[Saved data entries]
#####

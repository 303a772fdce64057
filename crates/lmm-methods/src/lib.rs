//! # lmm-methods
//!
//! Monte Carlo simulation of multi-factor processes: time grids, path
//! generation with optional antithetic draws, path pricers and a
//! simulation driver that runs sequentially or on the rayon pool.
//!
//! # Modules
//!
//! * [`time_grid`] — grids containing every mandatory time
//! * [`monte_carlo`] — path generation, path pricing, MC model orchestrator

#![warn(missing_docs)]
#![forbid(unsafe_code)]

// ── Modules ───────────────────────────────────────────────────────────────────

/// Monte Carlo simulation: path generation, pricing, statistics.
pub mod monte_carlo;

/// Simulation time grids.
pub mod time_grid;

// ── Convenience re-exports ────────────────────────────────────────────────────

pub use monte_carlo::{
    MonteCarloModel, MultiPath, MultiPathGenerator, MultiPathPricer, SimulationResult, SimulationSettings,
};
pub use time_grid::TimeGrid;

#####

Work item: Go line by line through the data, copying each one that contains the word "generation".

Task answer:
//! generation with optional antithetic draws, path pricers and a
//! * [`monte_carlo`] — path generation, path pricing, MC model orchestrator
/// Monte Carlo simulation: path generation, pricing, statistics.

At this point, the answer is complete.